Thanks! Yours works in VirtualBox at least. Seems my Wine is somehow borked on top of that but Im fine with something working somewhere ;-)



#9 enthusi OFFLINE  

enthusi

    Dragonstomper

  • Topic Starter
  • 519 posts
  • Location:Potsdam, Germany

Posted Fri Aug 24, 2018 1:31 AM

Splendid, I got it fixed. Will improve it a alitte and post here. Thanks 42BS und Sage!



#10 enthusi OFFLINE  

enthusi

    Dragonstomper

  • Topic Starter
  • 519 posts
  • Location:Potsdam, Germany

Posted Fri Aug 24, 2018 2:18 AM

Find attached a minimal loader that loads a 5500 Byte test program.

Can't be much faster I guess.

Stage2 fits into stack and payload starts at $0200 then.

 

Stage1 is this now:

*=    $0200
    stz mapctl    ;BIOS seems to set this to 3 which I think is fine for most cases
    lda #$04    
    sta serctl    
    ldx #162 ;(256-94 size of stage2)
loop
    lda cart0    
    sta !$005e,x    
    inx        
    bne loop    
    jmp $100

 

I assume 64KB LNX files are not that common?
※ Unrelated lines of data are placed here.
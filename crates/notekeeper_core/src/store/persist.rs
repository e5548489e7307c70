//! Persistence capability for the note store.
//!
//! # Responsibility
//! - Define the `load`/`persist(snapshot)` boundary between the in-memory
//!   store and durable state.
//! - Provide whole-file JSON strategies plus an in-memory strategy for tests.
//!
//! # Invariants
//! - `persist` always receives the full snapshot and replaces the previous
//!   persisted state entirely.
//! - An absent document loads as `None`; a present but unreadable or
//!   malformed document is an error, never an empty store.
//! - The document is a pretty-printed JSON array of `{ name, text }`.

use crate::model::note::Note;
use std::error::Error;
use std::fmt::{Display, Formatter};
use std::io::{ErrorKind, Write};
use std::path::{Path, PathBuf};
use std::sync::atomic::{AtomicBool, Ordering};
use std::sync::{Arc, Mutex, PoisonError};
use tempfile::NamedTempFile;

pub type PersistenceResult<T> = Result<T, PersistenceError>;

/// Failure at the load/save boundary.
#[derive(Debug)]
pub enum PersistenceError {
    /// Reading or writing the document failed.
    Io { path: PathBuf, source: std::io::Error },
    /// The document exists but is not a JSON array of notes.
    Malformed {
        path: PathBuf,
        source: serde_json::Error,
    },
    /// The snapshot could not be encoded as JSON.
    Encode(serde_json::Error),
    /// The document lists the same note name more than once.
    DuplicateName(String),
    /// `MemoryPersistence` was told to fail writes.
    Rejected,
}

impl Display for PersistenceError {
    fn fmt(&self, f: &mut Formatter<'_>) -> std::fmt::Result {
        match self {
            Self::Io { path, source } => {
                write!(f, "notes file `{}` i/o failed: {source}", path.display())
            }
            Self::Malformed { path, source } => {
                write!(f, "notes file `{}` is malformed: {source}", path.display())
            }
            Self::Encode(source) => write!(f, "failed to encode notes: {source}"),
            Self::DuplicateName(name) => {
                write!(f, "persisted notes contain duplicate name `{name}`")
            }
            Self::Rejected => write!(f, "persistence rejected the snapshot"),
        }
    }
}

impl Error for PersistenceError {
    fn source(&self) -> Option<&(dyn Error + 'static)> {
        match self {
            Self::Io { source, .. } => Some(source),
            Self::Malformed { source, .. } => Some(source),
            Self::Encode(source) => Some(source),
            Self::DuplicateName(_) | Self::Rejected => None,
        }
    }
}

/// Load/save boundary used by `NoteStore`.
///
/// Implementations may choose any write strategy as long as a successful
/// `persist` followed by `load` returns the same snapshot.
pub trait NotePersistence: Send {
    /// Returns the persisted snapshot, or `None` when nothing was persisted yet.
    fn load(&self) -> PersistenceResult<Option<Vec<Note>>>;
    /// Replaces the persisted state with `notes`.
    fn persist(&self, notes: &[Note]) -> PersistenceResult<()>;
}

/// Whole-file overwrite strategy.
///
/// The document is rewritten in place with a single `write` call. There is
/// no partial-write protection: a crash or disk-full error mid-write can
/// leave a truncated document that will fail the next `load`. Use
/// `AtomicJsonFilePersistence` when that matters.
#[derive(Debug, Clone)]
pub struct JsonFilePersistence {
    path: PathBuf,
}

impl JsonFilePersistence {
    pub fn new(path: impl Into<PathBuf>) -> Self {
        Self { path: path.into() }
    }

    pub fn path(&self) -> &Path {
        &self.path
    }
}

impl NotePersistence for JsonFilePersistence {
    fn load(&self) -> PersistenceResult<Option<Vec<Note>>> {
        read_notes_file(&self.path)
    }

    fn persist(&self, notes: &[Note]) -> PersistenceResult<()> {
        let bytes = encode_notes(notes)?;
        std::fs::write(&self.path, bytes).map_err(|source| PersistenceError::Io {
            path: self.path.clone(),
            source,
        })
    }
}

/// Temp-file-then-rename strategy.
///
/// The snapshot is written and synced to a sibling temp file, which then
/// replaces the document with one rename. Readers observe either the old or
/// the new document, never a partial one.
#[derive(Debug, Clone)]
pub struct AtomicJsonFilePersistence {
    path: PathBuf,
}

impl AtomicJsonFilePersistence {
    pub fn new(path: impl Into<PathBuf>) -> Self {
        Self { path: path.into() }
    }

    pub fn path(&self) -> &Path {
        &self.path
    }

    fn io_error(&self, source: std::io::Error) -> PersistenceError {
        PersistenceError::Io {
            path: self.path.clone(),
            source,
        }
    }
}

impl NotePersistence for AtomicJsonFilePersistence {
    fn load(&self) -> PersistenceResult<Option<Vec<Note>>> {
        read_notes_file(&self.path)
    }

    fn persist(&self, notes: &[Note]) -> PersistenceResult<()> {
        let parent = match self.path.parent() {
            Some(dir) if !dir.as_os_str().is_empty() => dir,
            _ => Path::new("."),
        };

        let mut staged = NamedTempFile::new_in(parent).map_err(|err| self.io_error(err))?;
        staged
            .write_all(&encode_notes(notes)?)
            .map_err(|err| self.io_error(err))?;
        staged
            .as_file()
            .sync_all()
            .map_err(|err| self.io_error(err))?;
        staged
            .persist(&self.path)
            .map_err(|err| self.io_error(err.error))?;
        Ok(())
    }
}

/// In-memory strategy; clones share the same snapshot.
///
/// Write failures can only be injected with the `test-util` feature.
#[derive(Debug, Clone, Default)]
pub struct MemoryPersistence {
    snapshot: Arc<Mutex<Option<Vec<Note>>>>,
    fail_writes: Arc<AtomicBool>,
}

impl MemoryPersistence {
    pub fn new() -> Self {
        Self::default()
    }

    /// Starts with an already persisted snapshot.
    pub fn with_notes(notes: Vec<Note>) -> Self {
        let persistence = Self::default();
        *persistence
            .snapshot
            .lock()
            .unwrap_or_else(PoisonError::into_inner) = Some(notes);
        persistence
    }

    /// Returns the last persisted snapshot.
    pub fn snapshot(&self) -> Option<Vec<Note>> {
        self.snapshot
            .lock()
            .unwrap_or_else(PoisonError::into_inner)
            .clone()
    }

    /// Makes subsequent `persist` calls fail with `PersistenceError::Rejected`.
    #[cfg(any(test, feature = "test-util"))]
    pub fn set_fail_writes(&self, fail: bool) {
        self.fail_writes.store(fail, Ordering::SeqCst);
    }
}

impl NotePersistence for MemoryPersistence {
    fn load(&self) -> PersistenceResult<Option<Vec<Note>>> {
        Ok(self.snapshot())
    }

    fn persist(&self, notes: &[Note]) -> PersistenceResult<()> {
        if self.fail_writes.load(Ordering::SeqCst) {
            return Err(PersistenceError::Rejected);
        }
        *self
            .snapshot
            .lock()
            .unwrap_or_else(PoisonError::into_inner) = Some(notes.to_vec());
        Ok(())
    }
}

fn read_notes_file(path: &Path) -> PersistenceResult<Option<Vec<Note>>> {
    let bytes = match std::fs::read(path) {
        Ok(bytes) => bytes,
        Err(err) if err.kind() == ErrorKind::NotFound => return Ok(None),
        Err(source) => {
            return Err(PersistenceError::Io {
                path: path.to_path_buf(),
                source,
            })
        }
    };

    serde_json::from_slice::<Vec<Note>>(&bytes)
        .map(Some)
        .map_err(|source| PersistenceError::Malformed {
            path: path.to_path_buf(),
            source,
        })
}

fn encode_notes(notes: &[Note]) -> PersistenceResult<Vec<u8>> {
    serde_json::to_vec_pretty(notes).map_err(PersistenceError::Encode)
}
I haven't tested this on real hardware yet.

Thanks for your help :)

Cheers,

Martin

Attached Files

  • Attached File  love.zip   5.23KB   36 downloads


#11 karri OFFLINE  

karri

    River Patroller

  • 2,488 posts
  • Location:Espoo, Finland

Posted Fri Aug 24, 2018 3:19 AM

I kind of see the value in minimizing code. But the Stage1 cannot be smaller than 51 bytes.

 

Would it be possible to use the extra zero-bytes for something useful?

 

There is also the case of AUDIN. As the Lynx I and Lynx II start up with AUDIN in different states I thought it would be a good idea to set it in Stage1.

 

One thing that I was concerned about was to be able to load in data in any place. That is why I put my 2nd loader at the same sport ar Mickey ROM and SCREEN bufffers. That area is a bit wasted area anyway as you cannot easily run code there because of registers. Suzy on the other hand does not care. So the screen space and the registers can reside on the same memory locations without problems.

 

FFF8-FFFF sacred registers

FC00-FFF7 registers      E018-FFF7 Screen buffer

FB68-FBFF 2nd loader 151 bytes

 

Just thought of sharing this as well. Of course using the stack area is pretty safe too.

 

OMG!!! Your <3 love <3 is soooo cute!


Edited by karri, Fri Aug 24, 2018 3:21 AM.


#12 42bs OFFLINE  

42bs

    Chopper Commander

  • 199 posts
  • Location:Germany/Southest West

Posted Fri Aug 24, 2018 3:29 AM

I see no benefit in a 2nd stage loader. The first stage loader (the one which is decrypted) can be large enough to load the game unless the reason is to start it at $200. But since every game needs variables, it is easier to put those from $200 upward and let the code start later.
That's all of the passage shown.